**PROBLEM DETAILS:**
Your answer should be the exact lines of the data below from the one containing "self.count += 1;" through the one containing "pub struct StatisticsStore"; please include nothing else.

**DATASET CONTENT:**
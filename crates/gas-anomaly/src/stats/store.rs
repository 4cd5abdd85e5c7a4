//! Per-key exponentially weighted statistics
//!
//! Keeps a running mean and variance for every key using exact integer
//! arithmetic and scores new observations by their distance from that history.

use std::sync::atomic::{AtomicU64, Ordering};
use std::sync::{Mutex, MutexGuard, PoisonError};

use dashmap::mapref::entry::Entry;
use dashmap::DashMap;
use lru::LruCache;
use malachite::Integer;
use serde::{Deserialize, Serialize};
use tracing::debug;

use super::{isqrt, Alpha, StatKey};
use crate::error::{EngineError, Result};

/// Distance reported when a perfectly stable history sees any deviation
pub const ZERO_VARIANCE_DISTANCE: u64 = 1_000_000_000_000;

/// Policy deciding when an entry has enough history to be scored
#[derive(Debug, Clone, Copy, PartialEq, Eq, Default, Serialize, Deserialize)]
#[serde(rename_all = "snake_case")]
pub enum WarmupGate {
    /// Entries with fewer than `ceil(1 / alpha)` observations score 0
    #[default]
    ObservationCount,
    /// Legacy policy: no count gate, entries whose mean and variance are
    /// both exactly zero score 0
    ZeroMoments,
    /// Every existing entry is scored
    Disabled,
}

/// Statistics store configuration
#[derive(Debug, Clone, Default)]
pub struct StoreConfig {
    pub alpha: Alpha,
    pub warmup_gate: WarmupGate,
    /// Upper bound on tracked keys, `None` for unbounded
    pub max_keys: Option<usize>,
}

impl StoreConfig {
    pub fn new(alpha: Alpha) -> Self {
        Self {
            alpha,
            ..Default::default()
        }
    }

    pub fn with_warmup_gate(mut self, gate: WarmupGate) -> Self {
        self.warmup_gate = gate;
        self
    }

    /// Evict the least recently updated key once more than `max_keys` are tracked
    pub fn with_max_keys(mut self, max_keys: usize) -> Self {
        self.max_keys = Some(max_keys.max(1));
        self
    }
}

/// Running statistics for one key
#[derive(Debug, Clone, PartialEq, Eq)]
pub struct StatEntry {
    pub mean: Integer,
    pub variance: Integer,
    /// Number of updates folded into this entry
    pub count: u64,
    /// Store sequence number of the latest update
    pub last_update: u64,
}

impl StatEntry {
    fn first(value: &Integer, sequence: u64) -> Self {
        Self {
            mean: value.clone(),
            variance: Integer::from(0),
            count: 1,
            last_update: sequence,
        }
    }

    /// mean' = mean + sigma * alpha
    /// variance' = (variance + sigma^2 * alpha) * (1 - alpha)
    fn fold(&mut self, value: &Integer, alpha: &Alpha, sequence: u64) {
        let sigma = value - &self.mean;
        let mean = &self.mean + alpha.weight(&sigma);
        let variance = alpha.weight_complement(&(&self.variance + alpha.weight(&(&sigma * &sigma))));

        self.mean = mean;
        self.variance = variance;
        self.count += 1;
        self.last_update = sequence;
    }
}

/// Statistics for every key of one observed quantity
///
/// Reads and writes of different keys proceed independently. `observe` scores
/// and updates one key under a single lock so that concurrent observations of
/// the same key never score against each other's partial state. Stores with a
/// key bound serialize their writes on the recency list.
pub struct StatisticsStore {
    config: StoreConfig,
    entries: DashMap<StatKey, StatEntry>,
    /// Update order of keys, only kept when `max_keys` is set
    recency: Option<Mutex<LruCache<StatKey, ()>>>,
    /// Aggregate over every update regardless of key
    global: Mutex<Option<StatEntry>>,
    sequence: AtomicU64,
    evictions: AtomicU64,
}

impl StatisticsStore {
    pub fn new(config: StoreConfig) -> Self {
        Self {
            recency: config.max_keys.map(|_| Mutex::new(LruCache::unbounded())),
            config,
            entries: DashMap::new(),
            global: Mutex::new(None),
            sequence: AtomicU64::new(0),
            evictions: AtomicU64::new(0),
        }
    }

    /// Store with the given smoothing factor and default policies
    pub fn with_alpha(alpha: Alpha) -> Self {
        Self::new(StoreConfig::new(alpha))
    }

    pub fn config(&self) -> &StoreConfig {
        &self.config
    }

    /// Normalized distance of `value` from the history of `key`
    ///
    /// Returns 0 for unknown keys and for keys that have not passed the
    /// warm-up gate. Never mutates the store.
    pub fn distance(&self, key: &StatKey, value: &Integer) -> Result<Integer> {
        ensure_non_negative(value)?;
        match self.entries.get(key) {
            Some(entry) => self.score(&entry, value),
            None => Ok(Integer::from(0)),
        }
    }

    /// Fold `value` into the statistics of `key`
    pub fn update(&self, key: &StatKey, value: &Integer) -> Result<()> {
        ensure_non_negative(value)?;
        let mut recency = self.lock_recency();
        let sequence = self.next_sequence();

        match self.entries.entry(key.clone()) {
            Entry::Occupied(mut occupied) => {
                occupied.get_mut().fold(value, &self.config.alpha, sequence);
            }
            Entry::Vacant(vacant) => {
                vacant.insert(StatEntry::first(value, sequence));
            }
        }

        self.fold_global(value, sequence);
        if let Some(recency) = recency.as_mut() {
            self.touch(recency, key);
        }
        Ok(())
    }

    /// Score `value` against the history of `key`, then fold it in
    ///
    /// Both steps run while holding the key's lock.
    pub fn observe(&self, key: &StatKey, value: &Integer) -> Result<Integer> {
        ensure_non_negative(value)?;
        let mut recency = self.lock_recency();
        let sequence = self.next_sequence();

        let distance = match self.entries.entry(key.clone()) {
            Entry::Occupied(mut occupied) => {
                let distance = self.score(occupied.get(), value)?;
                occupied.get_mut().fold(value, &self.config.alpha, sequence);
                distance
            }
            Entry::Vacant(vacant) => {
                vacant.insert(StatEntry::first(value, sequence));
                Integer::from(0)
            }
        };

        self.fold_global(value, sequence);
        if let Some(recency) = recency.as_mut() {
            self.touch(recency, key);
        }
        Ok(distance)
    }

    /// Distance of `value` from the aggregate of all keys
    pub fn global_distance(&self, value: &Integer) -> Result<Integer> {
        ensure_non_negative(value)?;
        let global = self.global.lock().unwrap_or_else(PoisonError::into_inner);
        match global.as_ref() {
            Some(entry) => self.score(entry, value),
            None => Ok(Integer::from(0)),
        }
    }

    /// Snapshot of the statistics for `key`
    pub fn entry(&self, key: &StatKey) -> Option<StatEntry> {
        self.entries.get(key).map(|entry| entry.value().clone())
    }

    /// Snapshot of the aggregate statistics
    pub fn global_entry(&self) -> Option<StatEntry> {
        self.global
            .lock()
            .unwrap_or_else(PoisonError::into_inner)
            .clone()
    }

    /// Number of tracked keys
    pub fn len(&self) -> usize {
        self.entries.len()
    }

    pub fn is_empty(&self) -> bool {
        self.entries.is_empty()
    }

    /// Total keys evicted since creation
    pub fn evictions(&self) -> u64 {
        self.evictions.load(Ordering::Relaxed)
    }

    fn score(&self, entry: &StatEntry, value: &Integer) -> Result<Integer> {
        let zero = Integer::from(0);

        match self.config.warmup_gate {
            WarmupGate::ObservationCount => {
                if entry.count < self.config.alpha.warmup_count() {
                    return Ok(zero);
                }
            }
            WarmupGate::ZeroMoments => {
                if entry.mean == zero && entry.variance == zero {
                    return Ok(zero);
                }
            }
            WarmupGate::Disabled => {}
        }

        if entry.variance == zero {
            return Ok(if *value == entry.mean {
                zero
            } else {
                Integer::from(ZERO_VARIANCE_DISTANCE)
            });
        }

        let deviation = if *value > entry.mean {
            value - &entry.mean
        } else {
            &entry.mean - value
        };
        Ok(deviation / isqrt(&entry.variance)?)
    }

    fn fold_global(&self, value: &Integer, sequence: u64) {
        let mut global = self.global.lock().unwrap_or_else(PoisonError::into_inner);
        match global.as_mut() {
            Some(entry) => entry.fold(value, &self.config.alpha, sequence),
            None => *global = Some(StatEntry::first(value, sequence)),
        }
    }

    fn lock_recency(&self) -> Option<MutexGuard<'_, LruCache<StatKey, ()>>> {
        self.recency
            .as_ref()
            .map(|recency| recency.lock().unwrap_or_else(PoisonError::into_inner))
    }

    /// Mark `key` as most recently updated and evict past the key bound
    fn touch(&self, recency: &mut LruCache<StatKey, ()>, key: &StatKey) {
        let Some(max_keys) = self.config.max_keys else {
            return;
        };

        recency.put(key.clone(), ());
        while recency.len() > max_keys {
            let Some((evicted, ())) = recency.pop_lru() else {
                break;
            };
            if self.entries.remove(&evicted).is_some() {
                self.evictions.fetch_add(1, Ordering::Relaxed);
                debug!(key = %evicted, max_keys, "Evicted least recently updated key");
            }
        }
    }

    fn next_sequence(&self) -> u64 {
        self.sequence.fetch_add(1, Ordering::Relaxed)
    }
}

impl Default for StatisticsStore {
    fn default() -> Self {
        Self::new(StoreConfig::default())
    }
}

fn ensure_non_negative(value: &Integer) -> Result<()> {
    if *value < Integer::from(0) {
        return Err(EngineError::NegativeValue(value.to_string()));
    }
    Ok(())
}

**RESPONSE:**
        self.count += 1;
        self.last_update = sequence;
    }
}

/// Statistics for every key of one observed quantity
///
/// Reads and writes of different keys proceed independently. `observe` scores
/// and updates one key under a single lock so that concurrent observations of
/// the same key never score against each other's partial state. Stores with a
/// key bound serialize their writes on the recency list.
pub struct StatisticsStore {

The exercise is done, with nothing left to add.